Musk ist eine US-amerikanische Figur wie aus dem Bilderbuch: ein fiebriger Unternehmer, der immer weiter nach vorn will; einer, der für sich keine Grenzen akzeptiert, sie aber für andere fordert. Und wenn es zwischen 1492 und 2024 eine amerikanische Kontinuität gibt, dann ist es genau dieser Drang zum Einnehmen, Einhegen, Ausbeuten und Ausschliessen.

Das Erbe der Eroberung

Die Historikerin Patricia Nelson Limerick veröffentlichte 1987 ein Buch, das sich eines Schlüsselmoments dieser Geschichte annimmt: «The Legacy of Conquest», trotz seiner grossen Bedeutung für die Wissenschaft nie ins Deutsche übersetzt.
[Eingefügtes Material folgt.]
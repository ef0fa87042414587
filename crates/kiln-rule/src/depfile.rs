//! Makefile-style dep-info parsing.
//!
//! Compilers that report what they read (`rustc --emit=dep-info`, `gcc -MD`)
//! write Makefile fragments. Rules whose steps emit such a file can back
//! `inputs_after_building_locally` with this parser.
//!
//! Escaping rules honored: `\` + newline is a line continuation, `\ ` is a
//! literal space, `\\` a literal backslash, `\#` a literal hash.

use camino::{Utf8Path, Utf8PathBuf};
use thiserror::Error;

use crate::InputDescriptor;

#[derive(Debug, Error)]
pub enum DepInfoError {
    #[error("failed to read dep-info file {path}: {source}")]
    Io {
        path: Utf8PathBuf,
        #[source]
        source: std::io::Error,
    },

    #[error("dep-info file {path} is not valid UTF-8")]
    InvalidUtf8 { path: Utf8PathBuf },
}

/// Parse a dep-info file and return its dependency paths, deduplicated in
/// first-seen order. Target names before the `:` are discarded.
pub fn parse_dep_info_file(path: &Utf8Path) -> Result<Vec<Utf8PathBuf>, DepInfoError> {
    let bytes = std::fs::read(path).map_err(|source| DepInfoError::Io {
        path: path.to_owned(),
        source,
    })?;
    let content = std::str::from_utf8(&bytes).map_err(|_| DepInfoError::InvalidUtf8 {
        path: path.to_owned(),
    })?;
    Ok(parse_dep_info(content))
}

/// Parse dep-info content.
pub fn parse_dep_info(content: &str) -> Vec<Utf8PathBuf> {
    let mut deps: Vec<Utf8PathBuf> = Vec::new();

    for rule_line in logical_lines(content) {
        // Only the part after the first unescaped ':' names dependencies.
        let Some(dep_part) = split_deps(&rule_line) else {
            continue;
        };
        for token in tokenize(dep_part) {
            let path = Utf8PathBuf::from(token);
            if !deps.contains(&path) {
                deps.push(path);
            }
        }
    }

    deps
}

/// Parse a dep-info file into dep-file entries, keeping only paths under the
/// project root (rebased to project-relative form). Toolchain and system
/// paths outside the root are covered by other key inputs and dropped here.
pub fn dep_info_descriptors(
    path: &Utf8Path,
    project_root: &Utf8Path,
) -> Result<Vec<InputDescriptor>, DepInfoError> {
    let deps = parse_dep_info_file(path)?;
    Ok(deps
        .into_iter()
        .filter_map(|dep| {
            if dep.is_absolute() {
                dep.strip_prefix(project_root)
                    .ok()
                    .map(|rel| InputDescriptor::new(rel.to_owned()))
            } else {
                Some(InputDescriptor::new(dep))
            }
        })
        .collect())
}

/// Join continuation lines (`\` at end of line) into logical rule lines.
fn logical_lines(content: &str) -> Vec<String> {
    let mut lines = Vec::new();
    let mut current = String::new();

    for raw in content.lines() {
        // A trailing backslash that is not itself escaped continues the line.
        let trailing_backslashes = raw.chars().rev().take_while(|&c| c == '\\').count();
        if trailing_backslashes % 2 == 1 {
            current.push_str(&raw[..raw.len() - 1]);
            current.push(' ');
        } else {
            current.push_str(raw);
            if !current.trim().is_empty() {
                lines.push(std::mem::take(&mut current));
            } else {
                current.clear();
            }
        }
    }
    if !current.trim().is_empty() {
        lines.push(current);
    }

    lines
}

/// The substring after the first unescaped `:`, or `None` for non-rule lines.
fn split_deps(line: &str) -> Option<&str> {
    let bytes = line.as_bytes();
    let mut i = 0;
    while i < bytes.len() {
        match bytes[i] {
            b'\\' => i += 2,
            b':' => return Some(&line[i + 1..]),
            _ => i += 1,
        }
    }
    None
}

/// Split on unescaped whitespace, resolving escapes inside tokens.
fn tokenize(s: &str) -> Vec<String> {
    let mut tokens = Vec::new();
    let mut current = String::new();
    let mut chars = s.chars();

    while let Some(c) = chars.next() {
        match c {
            '\\' => match chars.next() {
                Some(' ') => current.push(' '),
                Some('\\') => current.push('\\'),
                Some('#') => current.push('#'),
                Some(other) => {
                    current.push('\\');
                    current.push(other);
                }
                None => current.push('\\'),
            },
            ' ' | '\t' => {
                if !current.is_empty() {
                    tokens.push(std::mem::take(&mut current));
                }
            }
            _ => current.push(c),
        }
    }
    if !current.is_empty() {
        tokens.push(current);
    }

    tokens
}
//! The on-disk build-info store.
//!
//! One directory per target under the store root; each metadata key is a
//! file whose contents are the UTF-8 value. `RECORDED_PATHS`,
//! `RECORDED_PATH_HASHES`, and `DEP_FILE` values are JSON documents.
//!
//! Updates are all-or-none: the full key set is staged into a fresh sibling
//! directory which then replaces the live `.metadata` directory in one
//! rename. Readers concurrent with an update see either the old complete set
//! or the new one, never a mix. Per-target writes are serialized by the
//! engine (a rule has at most one build in flight).

use std::collections::HashMap;
use std::sync::{Arc, Mutex};

use camino::{Utf8Path, Utf8PathBuf};
use tracing::debug;

use kiln_rule::BuildTarget;

/// Fixed metadata keys.
pub mod keys {
    pub const TARGET: &str = "TARGET";
    pub const RULE_KEY: &str = "RULE_KEY";
    pub const INPUT_BASED_RULE_KEY: &str = "INPUT_BASED_RULE_KEY";
    pub const DEP_FILE_RULE_KEY: &str = "DEP_FILE_RULE_KEY";
    pub const MANIFEST_KEY: &str = "MANIFEST_KEY";
    /// JSON list of project-relative output paths.
    pub const RECORDED_PATHS: &str = "RECORDED_PATHS";
    /// JSON map of output path → hex content hash.
    pub const RECORDED_PATH_HASHES: &str = "RECORDED_PATH_HASHES";
    /// JSON list of input descriptors observed by the last local build.
    pub const DEP_FILE: &str = "DEP_FILE";
}

const METADATA_DIR: &str = ".metadata";
const MANIFEST_FILE: &str = "dep_file_manifest.bin";

/// Per-filesystem store of per-target build metadata.
pub struct BuildInfoStore {
    root: Utf8PathBuf,
}

impl BuildInfoStore {
    pub fn new(root: impl Into<Utf8PathBuf>) -> Self {
        Self { root: root.into() }
    }

    pub fn root(&self) -> &Utf8Path {
        &self.root
    }

    fn target_dir(&self, target: &BuildTarget) -> Utf8PathBuf {
        self.root.join(target.short_path())
    }

    fn metadata_dir(&self, target: &BuildTarget) -> Utf8PathBuf {
        self.target_dir(target).join(METADATA_DIR)
    }

    /// Where the dep-file manifest for `target` persists. Lives outside the
    /// `.metadata` directory so metadata swaps leave it in place.
    pub fn manifest_path(&self, target: &BuildTarget) -> Utf8PathBuf {
        self.target_dir(target).join(MANIFEST_FILE)
    }

    /// Read a single metadata value. `None` when the key (or the whole
    /// target) has never been written.
    pub fn read(&self, target: &BuildTarget, key: &str) -> std::io::Result<Option<String>> {
        let path = self.metadata_dir(target).join(key);
        match std::fs::read_to_string(&path) {
            Ok(value) => Ok(Some(value)),
            Err(e) if e.kind() == std::io::ErrorKind::NotFound => Ok(None),
            Err(e) => Err(e),
        }
    }

    /// Read the complete metadata set for a target.
    pub fn read_all(&self, target: &BuildTarget) -> std::io::Result<HashMap<String, String>> {
        let dir = self.metadata_dir(target);
        let mut out = HashMap::new();
        let entries = match std::fs::read_dir(&dir) {
            Ok(entries) => entries,
            Err(e) if e.kind() == std::io::ErrorKind::NotFound => return Ok(out),
            Err(e) => return Err(e),
        };
        for entry in entries {
            let entry = entry?;
            let Ok(name) = entry.file_name().into_string() else {
                continue;
            };
            let value = std::fs::read_to_string(entry.path())?;
            out.insert(name, value);
        }
        Ok(out)
    }

    /// Replace the target's metadata set atomically: stage every key into a
    /// temp directory in the same parent, then swap directories.
    pub fn update(
        &self,
        target: &BuildTarget,
        metadata: &HashMap<String, String>,
    ) -> std::io::Result<()> {
        let target_dir = self.target_dir(target);
        std::fs::create_dir_all(&target_dir)?;

        let staged = tempfile::Builder::new()
            .prefix(".metadata.tmp-")
            .tempdir_in(&target_dir)
            .map_err(std::io::Error::other)?;
        let staged_path = Utf8PathBuf::from_path_buf(staged.path().to_owned())
            .map_err(|p| std::io::Error::other(format!("non-UTF8 temp dir {}", p.display())))?;

        for (key, value) in metadata {
            std::fs::write(staged_path.join(key), value)?;
        }

        kiln_io::commit_dir(&staged_path, &self.metadata_dir(target))?;
        // The staged dir was renamed away; don't let TempDir try to delete it.
        std::mem::forget(staged);

        debug!(rule = %target, keys = metadata.len(), "metadata committed");
        Ok(())
    }

    /// Remove all metadata for a target. Used to clear prior state before
    /// unpacking a fetched artifact and to clean up after a failed build.
    pub fn delete(&self, target: &BuildTarget) -> std::io::Result<()> {
        kiln_io::remove_path_if_exists(&self.metadata_dir(target))
    }
}

/// Registry handing out one [`BuildInfoStore`] per filesystem root.
#[derive(Default)]
pub struct BuildInfoStores {
    stores: Mutex<HashMap<Utf8PathBuf, Arc<BuildInfoStore>>>,
}

impl BuildInfoStores {
    pub fn new() -> Self {
        Self::default()
    }

    pub fn get(&self, root: &Utf8Path) -> Arc<BuildInfoStore> {
        let mut stores = self.stores.lock().unwrap();
        stores
            .entry(root.to_owned())
            .or_insert_with(|| Arc::new(BuildInfoStore::new(root.to_owned())))
            .clone()
    }
}
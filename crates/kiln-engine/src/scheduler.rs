//! Weighted bounded-concurrency admission.
//!
//! Each task declares a resource vector; the scheduler admits it only when
//! the running set's sum plus the candidate fits the configured caps.
//! Permits release on drop and wake whatever waiters now fit. Admission may
//! suspend, but an admitted task never waits on admission of its own
//! subtasks — the engine acquires permits only around leaf work (fetches and
//! step execution), never across a recursive dep build.

use std::collections::VecDeque;
use std::sync::{Arc, Mutex};

use tokio::sync::oneshot;
use tracing::trace;

use kiln_rule::ResourceAmounts;

struct Waiter {
    amounts: ResourceAmounts,
    admit: oneshot::Sender<()>,
}

struct SchedulerState {
    in_use: ResourceAmounts,
    waiters: VecDeque<Waiter>,
}

/// Weighted admission pool with fair (FIFO) or unfair (first-fit) queueing.
pub struct Scheduler {
    caps: ResourceAmounts,
    fair: bool,
    state: Mutex<SchedulerState>,
}

impl Scheduler {
    pub fn new(caps: ResourceAmounts, fair: bool) -> Self {
        Self {
            caps,
            fair,
            state: Mutex::new(SchedulerState {
                in_use: ResourceAmounts::ZERO,
                waiters: VecDeque::new(),
            }),
        }
    }

    /// Admit a task occupying `amounts`, suspending until it fits.
    ///
    /// Demands larger than the caps are clamped so every task is eventually
    /// admissible.
    pub async fn acquire(self: &Arc<Self>, amounts: ResourceAmounts) -> ResourcePermit {
        let amounts = clamp(amounts, self.caps);

        let wait = {
            let mut state = self.state.lock().unwrap();
            let fits = state
                .in_use
                .checked_add(amounts)
                .is_some_and(|sum| sum.fits_within(self.caps));
            // Under fair queueing a newcomer never jumps the queue.
            if fits && (!self.fair || state.waiters.is_empty()) {
                state.in_use = state.in_use.checked_add(amounts).unwrap_or(state.in_use);
                None
            } else {
                let (tx, rx) = oneshot::channel();
                state.waiters.push_back(Waiter {
                    amounts,
                    admit: tx,
                });
                Some(rx)
            }
        };

        if let Some(rx) = wait {
            trace!("waiting for admission");
            // The sender is only dropped if the scheduler itself is dropped,
            // which cannot happen while we hold an Arc to it.
            let _ = rx.await;
        }

        ResourcePermit {
            scheduler: self.clone(),
            amounts,
        }
    }

    fn release(&self, amounts: ResourceAmounts) {
        let mut state = self.state.lock().unwrap();
        state.in_use = state.in_use.saturating_sub(amounts);

        if self.fair {
            // Admit from the front only; a waiter that does not fit blocks
            // everyone behind it.
            while let Some(front) = state.waiters.front() {
                let Some(sum) = state.in_use.checked_add(front.amounts) else {
                    break;
                };
                if !sum.fits_within(self.caps) {
                    break;
                }
                let waiter = state.waiters.pop_front().unwrap();
                state.in_use = sum;
                let _ = waiter.admit.send(());
            }
        } else {
            // First-fit scan over the whole queue.
            let mut i = 0;
            while i < state.waiters.len() {
                let Some(sum) = state.in_use.checked_add(state.waiters[i].amounts) else {
                    i += 1;
                    continue;
                };
                if sum.fits_within(self.caps) {
                    let waiter = state.waiters.remove(i).unwrap();
                    state.in_use = sum;
                    let _ = waiter.admit.send(());
                } else {
                    i += 1;
                }
            }
        }
    }
}

fn clamp(amounts: ResourceAmounts, caps: ResourceAmounts) -> ResourceAmounts {
    ResourceAmounts {
        cpu: amounts.cpu.min(caps.cpu),
        memory: amounts.memory.min(caps.memory),
        disk_io: amounts.disk_io.min(caps.disk_io),
        network_io: amounts.network_io.min(caps.network_io),
    }
}

/// Held for the duration of admitted work; releases its quota on drop.
pub struct ResourcePermit {
    scheduler: Arc<Scheduler>,
    amounts: ResourceAmounts,
}

impl Drop for ResourcePermit {
    fn drop(&mut self) {
        self.scheduler.release(self.amounts);
    }
}

#[cfg(test)]
mod tests {
    use super::*;
    use std::sync::atomic::{AtomicU32, Ordering};
    use std::time::Duration;

    fn caps(cpu: u32) -> ResourceAmounts {
        ResourceAmounts {
            cpu,
            memory: cpu,
            disk_io: cpu,
            network_io: cpu,
        }
    }

    #[tokio::test]
    async fn concurrent_admissions_respect_caps() {
        let scheduler = Arc::new(Scheduler::new(caps(2), true));
        let running = Arc::new(AtomicU32::new(0));
        let peak = Arc::new(AtomicU32::new(0));

        let mut tasks = Vec::new();
        for _ in 0..8 {
            let scheduler = scheduler.clone();
            let running = running.clone();
            let peak = peak.clone();
            tasks.push(tokio::spawn(async move {
                let _permit = scheduler.acquire(ResourceAmounts::one_cpu()).await;
                let now = running.fetch_add(1, Ordering::SeqCst) + 1;
                peak.fetch_max(now, Ordering::SeqCst);
                tokio::time::sleep(Duration::from_millis(10)).await;
                running.fetch_sub(1, Ordering::SeqCst);
            }));
        }
        for task in tasks {
            task.await.unwrap();
        }

        assert!(peak.load(Ordering::SeqCst) <= 2);
    }

    #[tokio::test]
    async fn oversized_demand_is_clamped_and_admitted() {
        let scheduler = Arc::new(Scheduler::new(caps(1), true));
        let _permit = scheduler
            .acquire(ResourceAmounts {
                cpu: 64,
                memory: 64,
                disk_io: 64,
                network_io: 64,
            })
            .await;
    }

    #[tokio::test]
    async fn permit_drop_wakes_waiter() {
        let scheduler = Arc::new(Scheduler::new(caps(1), true));
        let first = scheduler.acquire(ResourceAmounts::one_cpu()).await;

        let waiter = {
            let scheduler = scheduler.clone();
            tokio::spawn(async move {
                let _permit = scheduler.acquire(ResourceAmounts::one_cpu()).await;
            })
        };

        // The waiter cannot finish while the first permit is held.
        tokio::time::sleep(Duration::from_millis(10)).await;
        assert!(!waiter.is_finished());

        drop(first);
        tokio::time::timeout(Duration::from_secs(1), waiter)
            .await
            .expect("waiter should be admitted after release")
            .unwrap();
    }

    fn cpu(n: u32) -> ResourceAmounts {
        ResourceAmounts {
            cpu: n,
            ..ResourceAmounts::ZERO
        }
    }

    #[tokio::test]
    async fn unfair_queue_lets_small_tasks_pass_large_ones() {
        let scheduler = Arc::new(Scheduler::new(caps(2), false));
        let hold = scheduler.acquire(cpu(1)).await;

        // A task needing both cpus has to queue...
        let big = {
            let scheduler = scheduler.clone();
            tokio::spawn(async move {
                let _p = scheduler.acquire(cpu(2)).await;
            })
        };
        tokio::time::sleep(Duration::from_millis(5)).await;
        assert!(!big.is_finished());

        // ...but a single-cpu task still gets in ahead of it.
        let small = {
            let scheduler = scheduler.clone();
            tokio::spawn(async move {
                let _p = scheduler.acquire(cpu(1)).await;
            })
        };
        tokio::time::timeout(Duration::from_millis(200), small)
            .await
            .expect("small task should pass the queued large one")
            .unwrap();

        assert!(!big.is_finished());
        drop(hold);
        tokio::time::timeout(Duration::from_millis(200), big)
            .await
            .expect("large task should be admitted after release")
            .unwrap();
    }

    #[tokio::test]
    async fn fair_queue_blocks_newcomers_behind_the_front() {
        let scheduler = Arc::new(Scheduler::new(caps(2), true));
        let hold = scheduler.acquire(cpu(1)).await;

        let big = {
            let scheduler = scheduler.clone();
            tokio::spawn(async move {
                let _p = scheduler.acquire(cpu(2)).await;
            })
        };
        tokio::time::sleep(Duration::from_millis(5)).await;

        // Fits, but queues behind the large task under FIFO admission.
        let small = {
            let scheduler = scheduler.clone();
            tokio::spawn(async move {
                let _p = scheduler.acquire(cpu(1)).await;
            })
        };
        tokio::time::sleep(Duration::from_millis(10)).await;
        assert!(!small.is_finished());

        drop(hold);
        tokio::time::timeout(Duration::from_millis(200), big)
            .await
            .expect("front of queue should be admitted first")
            .unwrap();
        tokio::time::timeout(Duration::from_millis(200), small)
            .await
            .expect("small task should follow")
            .unwrap();
    }
}
//! Build target identity.

use camino::Utf8PathBuf;
use thiserror::Error;

/// Index of a rule in the central [`RuleTable`](crate::RuleTable).
///
/// Everything inside the engine keys on `TargetId`; the string form is for
/// persistence and display.
#[derive(Debug, Clone, Copy, PartialEq, Eq, Hash, PartialOrd, Ord)]
pub struct TargetId(pub u32);

impl std::fmt::Display for TargetId {
    fn fmt(&self, f: &mut std::fmt::Formatter<'_>) -> std::fmt::Result {
        write!(f, "#{}", self.0)
    }
}

#[derive(Debug, Error, PartialEq, Eq)]
pub enum TargetError {
    #[error("target `{0}` must start with `//`")]
    MissingRootPrefix(String),

    #[error("target `{0}` must contain exactly one `:`")]
    BadRuleSeparator(String),

    #[error("target `{0}` has an empty rule name")]
    EmptyRuleName(String),
}

/// Stable string identity of a rule across invocations, e.g. `//lib/core:core`.
#[derive(Debug, Clone, PartialEq, Eq, Hash)]
pub struct BuildTarget {
    full: String,
}

impl BuildTarget {
    pub fn new(full: impl Into<String>) -> Result<Self, TargetError> {
        let full = full.into();
        let Some(rest) = full.strip_prefix("//") else {
            return Err(TargetError::MissingRootPrefix(full));
        };
        let mut parts = rest.split(':');
        let _base = parts.next();
        let Some(name) = parts.next() else {
            return Err(TargetError::BadRuleSeparator(full));
        };
        if parts.next().is_some() {
            return Err(TargetError::BadRuleSeparator(full));
        }
        if name.is_empty() {
            return Err(TargetError::EmptyRuleName(full));
        }
        Ok(Self { full })
    }

    pub fn full_name(&self) -> &str {
        &self.full
    }

    /// Base path component, without the leading `//`.
    pub fn base_path(&self) -> &str {
        let rest = &self.full[2..];
        &rest[..rest.find(':').unwrap_or(0)]
    }

    /// Rule name component, after the `:`.
    pub fn rule_name(&self) -> &str {
        let rest = &self.full[2..];
        &rest[rest.find(':').map(|i| i + 1).unwrap_or(0)..]
    }

    /// Filesystem-friendly form: `//lib/core:core` → `lib/core/core`.
    ///
    /// Used to place per-target metadata directories.
    pub fn short_path(&self) -> Utf8PathBuf {
        let base = self.base_path();
        if base.is_empty() {
            Utf8PathBuf::from(self.rule_name())
        } else {
            Utf8PathBuf::from(base).join(self.rule_name())
        }
    }
}

impl std::fmt::Display for BuildTarget {
    fn fmt(&self, f: &mut std::fmt::Formatter<'_>) -> std::fmt::Result {
        write!(f, "{}", self.full)
    }
}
Erzählt wird darin in faszinierenden Details, wie weisse Siedler:innen den von Indigenen bewohnten Westen Nordamerikas im 19. Jahrhundert einnahmen und auf welche Weise sich die gewaltvollen Paradigmen dieser Expansion bis in die Gegenwart fortsetzen. Limerick setzte damit einem von Abenteuerromantik und Pioniergeist dominierten Diskurs eine materialistische und multiperspektivische Analyse entgegen und begründete damit die New Western History.

Limericks wichtigste Intervention bestand darin, die «Eroberung» des Westens nicht als glorreichen Ritt darzustellen, sondern als einen «Kampf um Eigentum und Profit», der blind war gegenüber allen und allem, was vorher schon da war: Die Siedler:innen betrachteten die Landnahme als «kulturellen Imperativ», wie Limerick schreibt, «so selbstverständlich, dass es weder eine Erklärung noch eine Rechtfertigung brauchte». Das «Wilde» musste «gebändigt», das Land «ordnungsgemäss» kultiviert werden.

Nach und nach wurde der Grenzraum zwischen bereits besiedeltem Osten und vermeintlich unbelebtem Westen verschoben – die sogenannte Frontier, die sowohl als Indikator für den Erfolg der jungen Nation herangezogen wurde als auch dem US-amerikanischen Exzeptionalismus Vorschub leistete. Mit dem Frontier-Mythos bewaffnet, haben die USA auch manchen verheerenden Krieg im 20. und 21. Jahrhundert begonnen.

Besinnungsloser Boom

Zentral für die Kolonisierung des Westens war das Konzept des Privateigentums: Wer zuerst kam, durfte besitzen und bewirtschaften. Obwohl Gesetze wie der Homestead Act von 1862 die Siedler:innen unterstützten, pflegten diese eine tief sitzende Feindseligkeit gegenüber der Bundesregierung in Washington, D. C. – eine Art von Libertarismus, die bis heute in den USA weitverbreitet ist. Auch die Techgiganten aus dem Silicon Valley bauen auf eine Kombination von Steuervermeidung und Subventionen.

«The Legacy of Conquest» ist keine Geschichte von bösen Weissen gegen essenziell gute Indigene. Vielmehr schaut Limerick, die bis heute an der University of Colorado unterrichtet, mit präzisem Klassenverständnis hin. Oftmals waren es sogenannte «surplus men», Arbeitslose und Unterbezahlte von der Ostküste, die im Westen ihr Glück versuchten. Dort angekommen, waren viele gezwungen, unter prekärsten Bedingungen zu arbeiten, etwa im Kohlebergbau. Die Macht in den «extraktiven Industrien» ballte sich bei Grossunternehmen, was Einzelpersonen zu gigantischem Reichtum verhalf. Siedlungen wie Los Angeles und später Phoenix dehnten sich aus. Die Umweltverschmutzung nahm zu. Die dramatische Wasserknappheit im Westen der USA ist ein Produkt dieses besinnungslosen Booms. Mit dem Kampf um Ressourcen nahm auch der Nationalismus zu.

«Ein Mass für Unabhängigkeit und Freiheit unter männlichen Siedlern des Westens war die Fähigkeit, andere zu verachten, sich selbst als eine überlegene Kreatur zu sehen», schreibt Limerick. Es sind Sätze wie dieser, die an Elon Musk denken lassen. Die Frontier mag sich mit Kennedy zum Mond und mit Musk bis zum Mars verschoben haben – Expansion und Abschottung gehen weiter.

Patricia Nelson Limerick: «The Legacy of Conquest. The Unbroken Past of the American West». Norton Critical Editions. New York 2006. 400 Seiten. 30 Franken.